AB reader Oldvet points us to more Social Security stupidity, this time from Scott Lanman and Craig Torres:
Federal Reserve Chairman Ben S. Bernanke said the U.S. government may face a “fiscal crisis” in the coming decades if it fails to deal with the rising costs of retirement and medical benefits for the aging population … The White House Office of Management and Budget projected in July that the budget deficit would be $339 billion this fiscal year, up from $248 billion last year. The OMB estimated that the deficit would narrow to $188 billion in 2008. Bush entered office in 2001 with a budget surplus of $127 billion.
Ah yes, the unified deficit thing again. As in “what Social Security surplus”? I guess Lanman and Torres will say – we were just reporting on Bernanke’s testimony.
Further down, they note:
Under Congressional Budget Office projections, the ratio of federal debt held by the public to gross domestic product will rise to about 100 percent in 2030 and “grow exponentially after that,” from about 37 percent now, Bernanke said. “Ultimately, this expansion of debt would spark a fiscal crisis, which could be addressed only by very sharp spending cuts or tax increases, or both,” Bernanke said in the testimony.
Hmmm. Total Federal debt is closing in on 70% of GDP already. But public debt is only 37% of GDP. It’s like magic when one can ignore those Trust Fund reserves!

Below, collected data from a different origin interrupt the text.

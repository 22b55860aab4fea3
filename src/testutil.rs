//! Shared fixtures for the in-crate tests

use num_bigint::BigUint;

use crate::chain::BlockContext;
use crate::config::LedgerConfig;
use crate::crypto::KeyPair;
use crate::storage::{MemoryState, StateAccess};
use crate::transaction::{Transaction, TxType};
use crate::types::{Address, TokenSymbol};

pub const NOW: u64 = 1_700_000_000;

pub fn init_tracing() {
    let _ = tracing_subscriber::fmt()
        .with_env_filter(tracing_subscriber::EnvFilter::from_default_env())
        .with_test_writer()
        .try_init();
}

pub fn key(seed: u8) -> KeyPair {
    KeyPair::from_seed(&[seed; 32])
}

pub fn block() -> BlockContext {
    BlockContext::new(LedgerConfig::default(), 1, NOW)
}

/// A fresh state where each of `keys` holds `native` units.
pub fn funded_state(keys: &[&KeyPair], native: u64) -> MemoryState {
    let state = MemoryState::new();
    for key in keys {
        credit(&state, key.address(), &TokenSymbol::native(), native);
    }
    state
}

pub fn credit(state: &MemoryState, id: Address, token: &TokenSymbol, amount: u64) {
    if let Ok(account) = state.load_account(id) {
        account.write().add(token, &BigUint::from(amount));
    }
}

pub fn balance(state: &MemoryState, id: Address, token: &TokenSymbol) -> BigUint {
    state
        .load_account(id)
        .map(|account| account.read().balance_of(token))
        .unwrap_or_default()
}

pub fn nonce(state: &MemoryState, id: Address) -> u64 {
    state.load_account(id).map(|account| account.read().nonce).unwrap_or_default()
}

/// Builds a transaction from `sender` priced at the block's gas price.
pub struct TxBuilder {
    tx: Transaction,
}

impl TxBuilder {
    pub fn new(tx_type: TxType, sender: &KeyPair, block: &BlockContext) -> Self {
        let mut tx = Transaction::new(tx_type, block.chain_id(), sender.address());
        tx.gas_fee_cap = block.gas_price;
        Self { tx }
    }

    pub fn nonce(mut self, nonce: u64) -> Self {
        self.tx.nonce = nonce;
        self
    }

    pub fn to(mut self, to: Address) -> Self {
        self.tx.to = Some(to);
        self
    }

    pub fn token(mut self, token: &str) -> Self {
        self.tx.token = TokenSymbol::new(token).ok();
        self
    }

    pub fn amount(mut self, amount: u64) -> Self {
        self.tx.amount = Some(BigUint::from(amount));
        self
    }

    pub fn data(mut self, data: Vec<u8>) -> Self {
        self.tx.data = data;
        self
    }

    pub fn gas_price(mut self, fee_cap: u64, tip: u64) -> Self {
        self.tx.gas_fee_cap = fee_cap;
        self.tx.gas_tip = tip;
        self
    }

    /// Exact gas, then signatures from `keys` and countersignatures from
    /// `ex_keys`.
    pub fn sign(self, keys: &[&KeyPair], ex_keys: &[&KeyPair], block: &BlockContext) -> Transaction {
        let mut tx = self.tx.with_exact_gas(block.config.fees.gas_threshold);
        tx.sign(keys);
        if !ex_keys.is_empty() {
            tx.ex_sign(ex_keys);
        }
        tx
    }
}
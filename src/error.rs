use num_bigint::BigUint;
use std::fmt;
use thiserror::Error;

use crate::transaction::TxType;
use crate::types::{Address, ObjectId, TokenSymbol};

/// Whose signing policy an authorization error refers to.
#[derive(Debug, Clone, PartialEq, Eq)]
pub enum Subject {
    Account(Address),
    Data(ObjectId),
    Model(ObjectId),
}

impl fmt::Display for Subject {
    fn fmt(&self, f: &mut fmt::Formatter<'_>) -> fmt::Result {
        match self {
            Subject::Account(id) => write!(f, "{}", id),
            Subject::Data(id) => write!(f, "data {}", id),
            Subject::Model(id) => write!(f, "model {}", id),
        }
    }
}

#[derive(Debug, Clone, Copy, PartialEq, Eq)]
pub enum ErrorKind {
    /// Rejected before any state was read.
    Malformed,
    /// Rejected by the ledger state; nothing was mutated.
    Precondition,
    /// The storage or configuration layer failed.
    Storage,
}

#[derive(Error, Debug, Clone, PartialEq, Eq)]
pub enum LedgerError {
    #[error("{tx_type}: invalid {field}, {reason}")]
    Malformed {
        tx_type: TxType,
        field: &'static str,
        reason: String,
    },

    // Fees and replay protection
    #[error("invalid gasFeeCap, expected >= {expected}, got {actual}")]
    GasFeeCapTooLow { expected: u64, actual: u64 },
    #[error("invalid gas, expected {expected}, got {actual}")]
    GasMismatch { expected: u64, actual: u64 },
    #[error("{account} invalid nonce, expected {expected}, got {actual}")]
    NonceMismatch {
        account: Address,
        expected: u64,
        actual: u64,
    },
    #[error("{account} nonce {nonce} exists at {expire}")]
    NonceExists {
        account: Address,
        nonce: u64,
        expire: u64,
    },
    #[error("{account} nonce {nonce} not exists at {expire}")]
    NonceNotExists {
        account: Address,
        nonce: u64,
        expire: u64,
    },
    #[error("{account} too many nonce groups, expected <= {max}")]
    NonceTableFull { account: Address, max: usize },
    #[error("invalid expire, expected in ({min}, {max}], got {actual}")]
    ExpireOutOfRange { min: u64, max: u64, actual: u64 },
    #[error("authorization expired at {expire}, now {now}")]
    Expired { expire: u64, now: u64 },

    // Balances
    #[error("{account} insufficient {token} balance, expected {expected}, got {actual}")]
    InsufficientBalance {
        account: Address,
        token: TokenSymbol,
        expected: BigUint,
        actual: BigUint,
    },
    #[error("{account} invalid token, expected {expected}, got {actual}")]
    TokenMismatch {
        account: Address,
        expected: TokenSymbol,
        actual: TokenSymbol,
    },
    #[error("{account} invalid amount, expected in [{min}, {max}], got {actual}")]
    AmountOutOfRange {
        account: Address,
        min: BigUint,
        max: BigUint,
        actual: BigUint,
    },
    #[error("invalid pledge, expected >= {expected}, got {actual}")]
    InsufficientPledge { expected: BigUint, actual: BigUint },

    // Authorization
    #[error("{subject} invalid signatures for keepers")]
    InvalidKeeperSignatures { subject: Subject },
    #[error("{subject} invalid signature for approver")]
    InvalidApproverSignature { subject: Subject },
    #[error("{account} {tx_type} is not allowed")]
    NotAllowed { account: Address, tx_type: TxType },
    #[error("{account} invalid account, {reason}")]
    InvalidAccount { account: Address, reason: String },

    // Token accounts
    #[error("{account} token account exists")]
    TokenAccountExists { account: Address },
    #[error("{account} some token in the use, maxTotalSupply expected {expected}, got {actual}")]
    TokenInUse {
        account: Address,
        expected: BigUint,
        actual: BigUint,
    },

    // Stake accounts
    #[error("{account} stake account exists")]
    StakeAccountExists { account: Address },
    #[error("{account} invalid stake account")]
    NotStakeAccount { account: Address },
    #[error("{account} can't change stake type/token")]
    StakeConfigImmutable { account: Address },
    #[error("{account} stake in lock, retry after lockTime {lock_time}")]
    StakeInLock { account: Address, lock_time: u64 },
    #[error("{account} stake holders should not more than 1")]
    TooManyStakeHolders { account: Address },
    #[error("{account} {holder} has no stake")]
    StakeHolderNotFound { account: Address, holder: Address },
    #[error("{account} {holder} has insufficient stake, expected {expected}, got {actual}")]
    InsufficientStake {
        account: Address,
        holder: Address,
        expected: BigUint,
        actual: BigUint,
    },
    #[error("{account} stake holder {holder} should be the recipient")]
    HolderNotRecipient { account: Address, holder: Address },
    #[error("invalid lockTime, expected 0 or > {now}, got {lock_time}")]
    InvalidLockTime { lock_time: u64, now: u64 },

    // Lending
    #[error("{account} lending exists")]
    LendingExists { account: Address },
    #[error("{account} invalid lending")]
    LendingNotFound { account: Address },
    #[error("{account} please repay all before close")]
    LendingOutstanding { account: Address },
    #[error("{account} {borrower} has no loan")]
    LoanNotFound { account: Address, borrower: Address },
    #[error("invalid dueTime, expected 0 or >= {now}, got {due_time}")]
    InvalidDueTime { due_time: u64, now: u64 },

    // Exchange
    #[error("invalid quantity, expected in [{minimum}, {quota}], got {actual}")]
    QuantityOutOfRange {
        minimum: BigUint,
        quota: BigUint,
        actual: BigUint,
    },

    // Data and models
    #[error("model {id} not found")]
    ModelNotFound { id: ObjectId },
    #[error("data {id} not found")]
    DataNotFound { id: ObjectId },
    #[error("data {id} was deleted")]
    DataDeleted { id: ObjectId },
    #[error("{id} exists")]
    ObjectExists { id: ObjectId },
    #[error("data {id} invalid version, expected {expected}, got {actual}")]
    VersionMismatch {
        id: ObjectId,
        expected: u64,
        actual: u64,
    },

    #[error("Storage error: {0}")]
    Storage(String),
    #[error("Config error: {0}")]
    Config(String),
}

impl LedgerError {
    pub fn kind(&self) -> ErrorKind {
        match self {
            LedgerError::Malformed { .. } => ErrorKind::Malformed,
            LedgerError::Storage(_) | LedgerError::Config(_) => ErrorKind::Storage,
            _ => ErrorKind::Precondition,
        }
    }

    pub(crate) fn malformed(tx_type: TxType, field: &'static str, reason: impl Into<String>) -> Self {
        LedgerError::Malformed {
            tx_type,
            field,
            reason: reason.into(),
        }
    }
}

But Chairman Ben is correct about “a fiscal crisis, which could be addressed only by very sharp spending cuts or tax increases”. So Mr. and Mrs. America (OK, that’s Dick Armey’s line) – what should it be? Should you just turn over part of your future Social Security checks as you kids continue to pay high payroll taxes? Or should we raise income tax rates so the very rich have to share some of the future burden?